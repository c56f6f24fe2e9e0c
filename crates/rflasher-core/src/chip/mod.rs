//! Flash chip types and registry
//!
//! This module provides types for describing flash chips and their
//! capabilities, as well as the built-in registry of known chips.

mod builtin;
mod features;
mod types;

#[cfg(feature = "std")]
mod registry;

pub use builtin::{BUILTIN_CHIPS, DEMO_DUAL_ERASER, DEMO_SINGLE_ERASER};
pub use features::Features;
pub use types::*;

#[cfg(feature = "std")]
pub use registry::*;
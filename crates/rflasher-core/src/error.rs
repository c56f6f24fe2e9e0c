//! Error types for rflasher-core
//!
//! This module provides a no_std compatible error type that can be used
//! throughout the crate.

use core::fmt;

/// Core error type - no_std compatible, Copy for efficiency
#[derive(Debug, Clone, Copy, PartialEq, Eq)]
pub enum Error {
    // Probe errors
    /// No chip in the registry matched the programmer and name filter
    ChipNotFound,
    /// More than one non-generic chip matched; a name filter is required
    ChipAmbiguous,

    // Chip registry errors
    /// The chip registry failed self-check (sum of regions != total size,
    /// malformed region counts, or duplicate erase functions)
    SelfCheckFailed,
    /// A block eraser has a region layout but no erase function, or vice versa
    EraserMalformed,
    /// No usable erase function remains for this chip
    NoUsableEraseFunction,

    // Operation errors
    /// Erase operation failed
    EraseError,
    /// Post-erase verification found bytes that are not all-ones
    EraseVerifyError,
    /// Write/program operation failed
    WriteError,
    /// Verify operation failed (data mismatch against desired contents)
    VerifyError,
    /// A read issued during fallback recovery failed; no further attempts are safe
    RecoveryReadError,
    /// Write granularity is not one of the supported values
    InvalidGranularity,

    // Address/size errors
    /// Address is beyond flash chip size
    AddressOutOfBounds,
    /// Operation requires aligned address or size
    InvalidAlignment,
    /// Provided buffer is too small for the operation, or doesn't match chip size
    BufferSizeMismatch,

    // Protection errors
    /// Flash chip is write protected
    WriteProtected,

    // Programmer/shutdown errors
    /// Programmer is not ready (not initialized or busy)
    ProgrammerNotReady,
    /// General programmer error
    ProgrammerError,
    /// Shutdown registry is full (fixed bound reached)
    ShutdownRegistryFull,
    /// Shutdown registry is not open for registration
    ShutdownRegistryClosed,

    // I/O errors
    /// Read operation failed
    ReadError,
    /// I/O error occurred (file access, chip-database load, ...)
    IoError,

    // Configuration errors
    /// Mutually exclusive CLI operation flags given, or required argument missing
    ConfigError,
}

impl fmt::Display for Error {
    fn fmt(&self, f: &mut fmt::Formatter<'_>) -> fmt::Result {
        match self {
            Self::ChipNotFound => write!(f, "flash chip not found"),
            Self::ChipAmbiguous => write!(f, "more than one chip matched, use --chip to disambiguate"),
            Self::SelfCheckFailed => write!(f, "chip registry self-check failed"),
            Self::EraserMalformed => write!(f, "block eraser has mismatched region layout and erase function"),
            Self::NoUsableEraseFunction => write!(f, "no usable erase function for this chip"),
            Self::EraseError => write!(f, "erase operation failed"),
            Self::EraseVerifyError => write!(f, "erased region is not all-ones"),
            Self::WriteError => write!(f, "write operation failed"),
            Self::VerifyError => write!(f, "verify failed: data mismatch"),
            Self::RecoveryReadError => write!(f, "read failed during fallback recovery, aborting"),
            Self::InvalidGranularity => write!(f, "unknown write granularity"),
            Self::AddressOutOfBounds => write!(f, "address out of bounds"),
            Self::InvalidAlignment => write!(f, "invalid alignment"),
            Self::BufferSizeMismatch => write!(f, "buffer size does not match flash chip size"),
            Self::WriteProtected => write!(f, "flash chip is write protected"),
            Self::ProgrammerNotReady => write!(f, "programmer not ready"),
            Self::ProgrammerError => write!(f, "programmer error"),
            Self::ShutdownRegistryFull => write!(f, "shutdown registry is full"),
            Self::ShutdownRegistryClosed => write!(f, "shutdown registry is not open"),
            Self::ReadError => write!(f, "read operation failed"),
            Self::IoError => write!(f, "I/O error"),
            Self::ConfigError => write!(f, "configuration error"),
        }
    }
}

#[cfg(feature = "std")]
impl std::error::Error for Error {}

/// Result type alias using the core Error type
pub type Result<T> = core::result::Result<T, Error>;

### Assignment
Write out the full listing, keeping every line exactly as it is.

### Solution for this exercise
repository c56f6f24fe2e9e0c
filename crates/rflasher-core/src/chip/mod.rs
//! Flash chip types and registry
//!
//! This module provides types for describing flash chips and their
//! capabilities, as well as the built-in registry of known chips.

mod builtin;
mod features;
mod types;

#[cfg(feature = "std")]
mod registry;

pub use builtin::{BUILTIN_CHIPS, DEMO_DUAL_ERASER, DEMO_SINGLE_ERASER};
pub use features::Features;
pub use types::*;

#[cfg(feature = "std")]
pub use registry::*;
filename crates/rflasher-core/src/error.rs
repository c56f6f24fe2e9e0c
//! Error types for rflasher-core
//!
//! This module provides a no_std compatible error type that can be used
//! throughout the crate.

use core::fmt;

/// Core error type - no_std compatible, Copy for efficiency
#[derive(Debug, Clone, Copy, PartialEq, Eq)]
pub enum Error {
    // Probe errors
    /// No chip in the registry matched the programmer and name filter
    ChipNotFound,
    /// More than one non-generic chip matched; a name filter is required
    ChipAmbiguous,

    // Chip registry errors
    /// The chip registry failed self-check (sum of regions != total size,
    /// malformed region counts, or duplicate erase functions)
    SelfCheckFailed,
    /// A block eraser has a region layout but no erase function, or vice versa
    EraserMalformed,
    /// No usable erase function remains for this chip
    NoUsableEraseFunction,

    // Operation errors
    /// Erase operation failed
    EraseError,
    /// Post-erase verification found bytes that are not all-ones
    EraseVerifyError,
    /// Write/program operation failed
    WriteError,
    /// Verify operation failed (data mismatch against desired contents)
    VerifyError,
    /// A read issued during fallback recovery failed; no further attempts are safe
    RecoveryReadError,
    /// Write granularity is not one of the supported values
    InvalidGranularity,

    // Address/size errors
    /// Address is beyond flash chip size
    AddressOutOfBounds,
    /// Operation requires aligned address or size
    InvalidAlignment,
    /// Provided buffer is too small for the operation, or doesn't match chip size
    BufferSizeMismatch,

    // Protection errors
    /// Flash chip is write protected
    WriteProtected,

    // Programmer/shutdown errors
    /// Programmer is not ready (not initialized or busy)
    ProgrammerNotReady,
    /// General programmer error
    ProgrammerError,
    /// Shutdown registry is full (fixed bound reached)
    ShutdownRegistryFull,
    /// Shutdown registry is not open for registration
    ShutdownRegistryClosed,

    // I/O errors
    /// Read operation failed
    ReadError,
    /// I/O error occurred (file access, chip-database load, ...)
    IoError,

    // Configuration errors
    /// Mutually exclusive CLI operation flags given, or required argument missing
    ConfigError,
}

impl fmt::Display for Error {
    fn fmt(&self, f: &mut fmt::Formatter<'_>) -> fmt::Result {
        match self {
            Self::ChipNotFound => write!(f, "flash chip not found"),
            Self::ChipAmbiguous => write!(f, "more than one chip matched, use --chip to disambiguate"),
            Self::SelfCheckFailed => write!(f, "chip registry self-check failed"),
            Self::EraserMalformed => write!(f, "block eraser has mismatched region layout and erase function"),
            Self::NoUsableEraseFunction => write!(f, "no usable erase function for this chip"),
            Self::EraseError => write!(f, "erase operation failed"),
            Self::EraseVerifyError => write!(f, "erased region is not all-ones"),
            Self::WriteError => write!(f, "write operation failed"),
            Self::VerifyError => write!(f, "verify failed: data mismatch"),
            Self::RecoveryReadError => write!(f, "read failed during fallback recovery, aborting"),
            Self::InvalidGranularity => write!(f, "unknown write granularity"),
            Self::AddressOutOfBounds => write!(f, "address out of bounds"),
            Self::InvalidAlignment => write!(f, "invalid alignment"),
            Self::BufferSizeMismatch => write!(f, "buffer size does not match flash chip size"),
            Self::WriteProtected => write!(f, "flash chip is write protected"),
            Self::ProgrammerNotReady => write!(f, "programmer not ready"),
            Self::ProgrammerError => write!(f, "programmer error"),
            Self::ShutdownRegistryFull => write!(f, "shutdown registry is full"),
            Self::ShutdownRegistryClosed => write!(f, "shutdown registry is not open"),
            Self::ReadError => write!(f, "read operation failed"),
            Self::IoError => write!(f, "I/O error"),
            Self::ConfigError => write!(f, "configuration error"),
        }
    }
}

#[cfg(feature = "std")]
impl std::error::Error for Error {}

/// Result type alias using the core Error type
pub type Result<T> = core::result::Result<T, Error>;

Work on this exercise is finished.